# Try it
What lines of the material hold the string "dropping"? Pull each of them out.

# Data to process
____

//! Inbound datagram dispatch.
//!
//! Every reassembled message from an agent lands here. Registration
//! requests get a fresh pipe, announcements bind services to a pipe, and
//! service responses are handed to the waiting request. Anything malformed
//! or addressed to an unknown pipe is logged and dropped.

use crate::config::SERVICE_UUID_LEN;
use crate::gateway::GatewayState;
use crate::registry::RequestId;
use std::net::SocketAddr;
use tgram_core::{
    Envelope, Inbound, Payload, ServiceAck, ServiceAnnouncement, ServiceStatus, TgramResult,
    BAD_GATEWAY_RESPONSE,
};
use tracing::{debug, info, warn};

/// Handle one reassembled message.
///
/// Only a failed datagram send is returned as an error; protocol faults are
/// logged and swallowed.
pub(crate) async fn handle_inbound(state: &GatewayState, inbound: Inbound) -> TgramResult<()> {
    let Inbound { peer, message } = inbound;

    let envelope = match Envelope::decode(&message) {
        Ok(envelope) => envelope,
        Err(e) => {
            warn!(peer = %peer, error = %e, len = message.len(), "dropping undecodable envelope");
            return Ok(());
        }
    };
    debug!(
        peer = %peer,
        kind = envelope.kind(),
        pipe_id = ?envelope.pipe_id(),
        "envelope received"
    );

    match envelope {
        Envelope::RegistrationRequest => handle_registration_request(state, peer).await,
        Envelope::Announcement { pipe_id, services } => {
            handle_announcement(state, peer, pipe_id, services).await
        }
        Envelope::ServiceResponse {
            pipe_id,
            service_id,
            request_id,
            payload,
        } => {
            handle_service_response(state, peer, &pipe_id, &service_id, request_id, payload)
                .await;
            Ok(())
        }
        other => {
            warn!(peer = %peer, kind = other.kind(), "unexpected envelope from agent, dropping");
            Ok(())
        }
    }
}

async fn handle_registration_request(state: &GatewayState, peer: SocketAddr) -> TgramResult<()> {
    let pipe = state.pipes.create(peer).await;
    state
        .endpoint
        .send_envelope(&build_registration(&pipe.id, Vec::new()), peer)
        .await
}

async fn handle_announcement(
    state: &GatewayState,
    peer: SocketAddr,
    pipe_id: String,
    services: Vec<ServiceAnnouncement>,
) -> TgramResult<()> {
    let Some(pipe) = state.pipes.get(&pipe_id).await else {
        warn!(peer = %peer, pipe_id = %pipe_id, "announcement for unknown pipe, dropping");
        return Ok(());
    };
    pipe.set_peer(peer).await;

    let mut acks = Vec::with_capacity(services.len());
    for announced in services {
        if announced.uuid.len() != SERVICE_UUID_LEN {
            warn!(pipe_id = %pipe_id, uuid = %announced.uuid, "malformed service uuid in announcement, skipping");
            continue;
        }
        let added = pipe.register_service(&announced.uuid, &announced.name).await;
        let status = if state.services.get(&announced.uuid).is_some() {
            ServiceStatus::Registered
        } else {
            ServiceStatus::Unknown
        };
        if added {
            info!(
                pipe_id = %pipe_id,
                service = %announced.uuid,
                name = %announced.name,
                ?status,
                "service bound to pipe"
            );
        }
        acks.push(ServiceAck {
            uuid: announced.uuid,
            status,
        });
    }

    state
        .endpoint
        .send_envelope(&build_registration(&pipe_id, acks), peer)
        .await
}

async fn handle_service_response(
    state: &GatewayState,
    peer: SocketAddr,
    pipe_id: &str,
    service_id: &str,
    request_id: u64,
    payload: Payload,
) {
    let Some(pipe) = state.pipes.get(pipe_id).await else {
        warn!(peer = %peer, pipe_id, request_id, "response on unknown pipe, dropping");
        return;
    };
    pipe.set_peer(peer).await;

    if !pipe.has_service(service_id).await {
        warn!(pipe_id, service = %service_id, request_id, "response for service not bound to this pipe, dropping");
        return;
    }
    let Some(service) = state.services.get(service_id) else {
        warn!(pipe_id, service = %service_id, request_id, "response for unconfigured service, dropping");
        return;
    };
    let Ok(id) = RequestId::try_from(request_id) else {
        warn!(pipe_id, service = %service_id, request_id, "request id out of range, dropping");
        return;
    };

    let response = match payload {
        Payload::Data(bytes) => bytes,
        Payload::Error(reason) => {
            warn!(service = %service_id, request_id, reason = %reason, "agent reported backend error");
            BAD_GATEWAY_RESPONSE.to_vec()
        }
    };
    let len = response.len();

    if service.requests.deliver(id, response).await {
        debug!(service = %service_id, request_id, len, "response delivered");
    } else {
        warn!(service = %service_id, request_id, "response for unknown or expired request, dropping");
    }
}

// ── Message builders ─────────────────────────────────────────────────

/// Registration response carrying `pipe_id` and any service acks.
fn build_registration(pipe_id: &str, acks: Vec<ServiceAck>) -> Envelope {
    Envelope::Registration {
        pipe_id: pipe_id.to_string(),
        acks,
    }
}

/// Service request carrying a client's bytes to the agent.
pub(crate) fn build_service_request(
    pipe_id: &str,
    service_id: &str,
    request_id: RequestId,
    payload: Vec<u8>,
) -> Envelope {
    Envelope::ServiceRequest {
        pipe_id: pipe_id.to_string(),
        service_id: service_id.to_string(),
        request_id: u64::from(request_id),
        payload: Payload::Data(payload),
    }
}
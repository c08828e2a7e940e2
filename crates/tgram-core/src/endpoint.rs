//! Datagram endpoint: sends messages as grams and yields reassembled messages.
//!
//! Each endpoint owns one UDP socket. Sending a message takes the endpoint's
//! send lock for the whole gram sequence, so grams of concurrent messages
//! never interleave on the wire and every message gets its own msgid.

use crate::envelope::Envelope;
use crate::error::{TgramError, TgramResult};
use crate::gram::{split_with, Gram, HEADER_LEN, MAX_FRAGMENT_PAYLOAD};
use crate::reassembly::{Reassembler, Reassembly};
use std::net::SocketAddr;
use std::sync::{Mutex as SyncMutex, MutexGuard};
use tokio::net::{ToSocketAddrs, UdpSocket};
use tokio::sync::Mutex;
use tracing::{debug, trace, warn};

/// Receive buffer size: the largest UDP payload plus slack.
const RECV_BUFFER_SIZE: usize = 64 * 1024;

/// A complete message received from a peer.
#[derive(Debug)]
pub struct Inbound {
    /// Address the message's grams came from.
    pub peer: SocketAddr,
    /// Reassembled message bytes.
    pub message: Vec<u8>,
}

/// UDP socket speaking the gram protocol.
pub struct DatagramEndpoint {
    socket: UdpSocket,
    /// Guards the send sequence; holds the next msgid to allocate.
    send_lock: Mutex<u64>,
    /// Never held across an await, which keeps [`recv`](Self::recv) cancel-safe.
    reassembler: SyncMutex<Reassembler>,
    fragment_size: usize,
}

impl DatagramEndpoint {
    /// Bind a UDP socket at `addr` with a reassembly table of `capacity` messages.
    pub async fn bind<A: ToSocketAddrs>(addr: A, capacity: usize) -> TgramResult<Self> {
        let socket = UdpSocket::bind(addr).await?;
        Ok(Self::from_socket(socket, capacity))
    }

    /// Wrap an already bound socket.
    pub fn from_socket(socket: UdpSocket, capacity: usize) -> Self {
        Self {
            socket,
            send_lock: Mutex::new(1),
            reassembler: SyncMutex::new(Reassembler::new(capacity)),
            fragment_size: MAX_FRAGMENT_PAYLOAD,
        }
    }

    /// Use fragments of at most `size` bytes instead of the protocol maximum.
    pub fn with_fragment_size(mut self, size: usize) -> Self {
        self.fragment_size = size.clamp(1, MAX_FRAGMENT_PAYLOAD);
        self
    }

    /// Local address of the underlying socket.
    pub fn local_addr(&self) -> TgramResult<SocketAddr> {
        Ok(self.socket.local_addr()?)
    }

    /// Send one message to `peer` as a sequence of grams.
    ///
    /// A failed `send_to` is returned as [`TgramError::Transport`]; there is
    /// no retry at this layer.
    pub async fn send_message(&self, message: &[u8], peer: SocketAddr) -> TgramResult<()> {
        let mut next_msgid = self.send_lock.lock().await;
        let msgid = *next_msgid;
        *next_msgid = if msgid == u64::MAX { 1 } else { msgid + 1 };

        let grams = split_with(message, msgid, self.fragment_size)?;
        let total = grams.len();
        for gram in grams {
            let datagram = gram.encode();
            trace!(
                peer = %peer,
                msgid,
                index = gram.index,
                total,
                head = %hex::encode(&gram.payload[..gram.payload.len().min(16)]),
                "sending gram"
            );
            self.socket
                .send_to(&datagram, peer)
                .await
                .map_err(|e| TgramError::Transport(format!("send_to {peer} failed: {e}")))?;
        }

        debug!(peer = %peer, msgid, grams = total, len = message.len(), "message sent");
        Ok(())
    }

    /// Encode and send an envelope.
    pub async fn send_envelope(&self, envelope: &Envelope, peer: SocketAddr) -> TgramResult<()> {
        let message = envelope.encode()?;
        self.send_message(&message, peer).await
    }

    /// Receive datagrams until one completes a message.
    ///
    /// Malformed and rejected grams are logged and skipped. Socket errors are
    /// returned to the caller. Cancel-safe: a gram is either fully accepted
    /// into the reassembly table or never read.
    pub async fn recv(&self) -> TgramResult<Inbound> {
        let mut buf = vec![0u8; RECV_BUFFER_SIZE + HEADER_LEN];
        loop {
            let (len, peer) = self.socket.recv_from(&mut buf).await?;

            let gram = match Gram::decode(&buf[..len]) {
                Ok(gram) => gram,
                Err(e) => {
                    warn!(peer = %peer, error = %e, "dropping malformed datagram");
                    continue;
                }
            };

            trace!(
                peer = %peer,
                msgid = gram.msgid,
                index = gram.index,
                total = gram.total,
                head = %hex::encode(&gram.payload[..gram.payload.len().min(16)]),
                "received gram"
            );

            let outcome = self.reassembler().accept(peer, gram);
            match outcome {
                Reassembly::Complete(message) => return Ok(Inbound { peer, message }),
                Reassembly::Pending => {}
                Reassembly::Rejected(reason) => {
                    debug!(peer = %peer, ?reason, "gram rejected");
                }
            }
        }
    }

    /// Discard expired partial messages. Returns how many were removed.
    pub fn sweep(&self) -> usize {
        self.reassembler().sweep()
    }

    /// Number of partial messages awaiting fragments.
    pub fn pending(&self) -> usize {
        self.reassembler().pending()
    }

    fn reassembler(&self) -> MutexGuard<'_, Reassembler> {
        // A panic mid-accept leaves the table consistent enough to keep using.
        self.reassembler
            .lock()
            .unwrap_or_else(|poisoned| poisoned.into_inner())
    }
}

#[cfg(test)]
mod tests {
    use super::*;
    use std::sync::Arc;
    use std::time::Duration;

    async fn pair() -> (Arc<DatagramEndpoint>, Arc<DatagramEndpoint>) {
        let a = DatagramEndpoint::bind("127.0.0.1:0", 8).await.unwrap();
        let b = DatagramEndpoint::bind("127.0.0.1:0", 8).await.unwrap();
        (Arc::new(a), Arc::new(b))
    }

    #[tokio::test]
    async fn message_larger_than_one_gram_arrives_intact() {
        let (a, b) = pair().await;
        let message: Vec<u8> = (0..MAX_FRAGMENT_PAYLOAD + 4096)
            .map(|i| (i % 256) as u8)
            .collect();

        let receiver = {
            let b = b.clone();
            tokio::spawn(async move { b.recv().await })
        };
        a.send_message(&message, b.local_addr().unwrap()).await.unwrap();

        let inbound = tokio::time::timeout(Duration::from_secs(5), receiver)
            .await
            .expect("timed out")
            .unwrap()
            .unwrap();
        assert_eq!(inbound.peer, a.local_addr().unwrap());
        assert_eq!(inbound.message, message);
    }

    #[tokio::test]
    async fn concurrent_sends_do_not_interleave() {
        let a = Arc::new(
            DatagramEndpoint::bind("127.0.0.1:0", 8)
                .await
                .unwrap()
                .with_fragment_size(16),
        );
        let b = Arc::new(DatagramEndpoint::bind("127.0.0.1:0", 8).await.unwrap());
        let target = b.local_addr().unwrap();

        let mut senders = Vec::new();
        for n in 0..8u8 {
            let a = a.clone();
            senders.push(tokio::spawn(async move {
                let message = vec![n; 100];
                a.send_message(&message, target).await
            }));
        }
        for sender in senders {
            sender.await.unwrap().unwrap();
        }

        let mut seen = Vec::new();
        for _ in 0..8 {
            let inbound = tokio::time::timeout(Duration::from_secs(5), b.recv())
                .await
                .expect("timed out")
                .unwrap();
            assert_eq!(inbound.message.len(), 100);
            let first = inbound.message[0];
            assert!(inbound.message.iter().all(|&byte| byte == first));
            seen.push(first);
        }
        seen.sort_unstable();
        assert_eq!(seen, (0..8u8).collect::<Vec<_>>());
    }

    #[tokio::test]
    async fn envelopes_travel_between_endpoints() {
        let (a, b) = pair().await;
        a.send_envelope(&Envelope::RegistrationRequest, b.local_addr().unwrap())
            .await
            .unwrap();
        let inbound = tokio::time::timeout(Duration::from_secs(5), b.recv())
            .await
            .expect("timed out")
            .unwrap();
        assert_eq!(
            Envelope::decode(&inbound.message).unwrap(),
            Envelope::RegistrationRequest
        );
        assert_eq!(b.pending(), 0);
    }
}
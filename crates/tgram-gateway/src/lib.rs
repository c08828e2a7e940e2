//! tgram-gateway: the public side of a tgram tunnel.
//!
//! Each configured service gets a TCP listener. A client's first read is
//! wrapped in a service request and sent over the datagram endpoint to the
//! agent that most recently announced that service; the agent's response
//! is written back and the client is closed. A watchdog retires requests
//! that outlive their service's TTL.

mod acceptor;
pub mod config;
mod dispatch;
mod gateway;
pub mod pipes;
pub mod registry;
pub mod service;
mod watchdog;

pub use config::{GatewayConfig, ServiceConfig};
pub use gateway::{Gateway, GATEWAY_REASSEMBLY_CAPACITY};
pub use pipes::{Pipe, PipeTable, ServiceDef};
pub use registry::{CancelReason, Delivery, RequestId, RequestRegistry};
pub use watchdog::WATCHDOG_INTERVAL;
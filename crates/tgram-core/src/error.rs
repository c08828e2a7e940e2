use thiserror::Error;

/// Errors produced by the tgram protocol layer.
#[derive(Debug, Error)]
pub enum TgramError {
    #[error("codec error: {0}")]
    Codec(String),

    #[error("invalid gram: {0}")]
    InvalidGram(String),

    #[error("invalid envelope: {0}")]
    InvalidEnvelope(String),

    #[error("unknown service: {0}")]
    UnknownService(String),

    #[error("transport error: {0}")]
    Transport(String),

    #[error("config error: {0}")]
    Config(String),

    #[error("timeout")]
    Timeout,

    #[error("io error: {0}")]
    Io(#[from] std::io::Error),

    #[error("{0}")]
    Other(String),
}

impl From<serde_json::Error> for TgramError {
    fn from(e: serde_json::Error) -> Self {
        TgramError::Codec(e.to_string())
    }
}

impl From<base64::DecodeError> for TgramError {
    fn from(e: base64::DecodeError) -> Self {
        TgramError::Codec(e.to_string())
    }
}

pub type TgramResult<T> = Result<T, TgramError>;
//! Pipes and the service bindings agents announce through them.
//!
//! A pipe is created for every registration request and lives for the
//! gateway's lifetime. Its datagram peer is refreshed from each valid
//! envelope that names it, so an agent that rebinds keeps its pipe.

use std::collections::HashMap;
use std::net::SocketAddr;
use std::sync::Arc;
use std::time::Instant;
use tokio::sync::RwLock;
use tracing::{debug, info};

/// One service an agent announced on a pipe.
#[derive(Debug, Clone)]
pub struct ServiceDef {
    pub service_id: String,
    pub name: String,
    pub announced_at: Instant,
}

/// A datagram association with one agent.
#[derive(Debug)]
pub struct Pipe {
    pub id: String,
    peer: RwLock<SocketAddr>,
    service_defs: RwLock<HashMap<String, ServiceDef>>,
}

impl Pipe {
    fn new(id: String, peer: SocketAddr) -> Self {
        Self {
            id,
            peer: RwLock::new(peer),
            service_defs: RwLock::new(HashMap::new()),
        }
    }

    /// Current datagram address of the agent.
    pub async fn peer(&self) -> SocketAddr {
        *self.peer.read().await
    }

    /// Point the pipe at `peer`.
    pub async fn set_peer(&self, peer: SocketAddr) {
        let mut current = self.peer.write().await;
        let old = *current;
        if old != peer {
            info!(pipe_id = %self.id, old = %old, new = %peer, "pipe peer moved");
            *current = peer;
        }
    }

    /// Record (or re-announce) a service binding. Returns whether it is new.
    pub async fn register_service(&self, service_id: &str, name: &str) -> bool {
        let def = ServiceDef {
            service_id: service_id.to_string(),
            name: name.to_string(),
            announced_at: Instant::now(),
        };
        let previous = self
            .service_defs
            .write()
            .await
            .insert(service_id.to_string(), def);
        debug!(pipe_id = %self.id, service = %service_id, name, "service announced");
        previous.is_none()
    }

    pub async fn service_def(&self, service_id: &str) -> Option<ServiceDef> {
        self.service_defs.read().await.get(service_id).cloned()
    }

    pub async fn has_service(&self, service_id: &str) -> bool {
        self.service_defs.read().await.contains_key(service_id)
    }

    pub async fn service_count(&self) -> usize {
        self.service_defs.read().await.len()
    }
}

/// All pipes known to the gateway, keyed by pipe id.
#[derive(Debug, Default)]
pub struct PipeTable {
    pipes: RwLock<HashMap<String, Arc<Pipe>>>,
}

impl PipeTable {
    pub fn new() -> Self {
        Self::default()
    }

    /// Allocate a fresh pipe id for the agent at `peer`.
    pub async fn create(&self, peer: SocketAddr) -> Arc<Pipe> {
        let id = uuid::Uuid::new_v4().to_string();
        let pipe = Arc::new(Pipe::new(id.clone(), peer));
        let mut pipes = self.pipes.write().await;
        pipes.insert(id.clone(), pipe.clone());
        info!(pipe_id = %id, peer = %peer, total = pipes.len(), "pipe created");
        pipe
    }

    pub async fn get(&self, pipe_id: &str) -> Option<Arc<Pipe>> {
        self.pipes.read().await.get(pipe_id).cloned()
    }

    /// The pipe whose binding for `service_id` was announced most recently.
    pub async fn route(&self, service_id: &str) -> Option<Arc<Pipe>> {
        let candidates: Vec<Arc<Pipe>> = self.pipes.read().await.values().cloned().collect();

        let mut best: Option<(Instant, Arc<Pipe>)> = None;
        for pipe in candidates {
            let Some(def) = pipe.service_def(service_id).await else {
                continue;
            };
            if best
                .as_ref()
                .map_or(true, |(announced_at, _)| def.announced_at >= *announced_at)
            {
                best = Some((def.announced_at, pipe));
            }
        }
        best.map(|(_, pipe)| pipe)
    }

    pub async fn count(&self) -> usize {
        self.pipes.read().await.len()
    }
}

#[cfg(test)]
mod tests {
    use super::*;
    use std::time::Duration;

    fn peer(port: u16) -> SocketAddr {
        SocketAddr::from(([127, 0, 0, 1], port))
    }

    #[tokio::test]
    async fn create_assigns_unique_ids() {
        let table = PipeTable::new();
        let a = table.create(peer(1)).await;
        let b = table.create(peer(1)).await;
        assert_ne!(a.id, b.id);
        assert_eq!(a.id.len(), 36);
        assert_eq!(table.count().await, 2);
        assert!(table.get(&a.id).await.is_some());
        assert!(table.get("nope").await.is_none());
    }

    #[tokio::test]
    async fn route_requires_a_binding() {
        let table = PipeTable::new();
        let pipe = table.create(peer(1)).await;
        assert!(table.route("svc").await.is_none());

        assert!(pipe.register_service("svc", "web").await);
        assert!(!pipe.register_service("svc", "web").await);
        assert_eq!(pipe.service_count().await, 1);
        assert_eq!(table.route("svc").await.unwrap().id, pipe.id);
        assert!(table.route("other").await.is_none());
    }

    #[tokio::test]
    async fn route_prefers_latest_announcement() {
        let table = PipeTable::new();
        let first = table.create(peer(1)).await;
        let second = table.create(peer(2)).await;

        first.register_service("svc", "web").await;
        tokio::time::sleep(Duration::from_millis(5)).await;
        second.register_service("svc", "web").await;
        assert_eq!(table.route("svc").await.unwrap().id, second.id);

        tokio::time::sleep(Duration::from_millis(5)).await;
        first.register_service("svc", "web").await;
        assert_eq!(table.route("svc").await.unwrap().id, first.id);
    }

    #[tokio::test]
    async fn peer_is_refreshed() {
        let table = PipeTable::new();
        let pipe = table.create(peer(1)).await;
        pipe.set_peer(peer(2)).await;
        assert_eq!(pipe.peer().await, peer(2));
    }
}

____

# Answer space
            warn!(peer = %peer, error = %e, len = message.len(), "dropping undecodable envelope");
            warn!(peer = %peer, kind = other.kind(), "unexpected envelope from agent, dropping");
        warn!(peer = %peer, pipe_id = %pipe_id, "announcement for unknown pipe, dropping");
        warn!(peer = %peer, pipe_id, request_id, "response on unknown pipe, dropping");
        warn!(pipe_id, service = %service_id, request_id, "response for service not bound to this pipe, dropping");
        warn!(pipe_id, service = %service_id, request_id, "response for unconfigured service, dropping");
        warn!(pipe_id, service = %service_id, request_id, "request id out of range, dropping");
        warn!(service = %service_id, request_id, "response for unknown or expired request, dropping");
                    warn!(peer = %peer, error = %e, "dropping malformed datagram");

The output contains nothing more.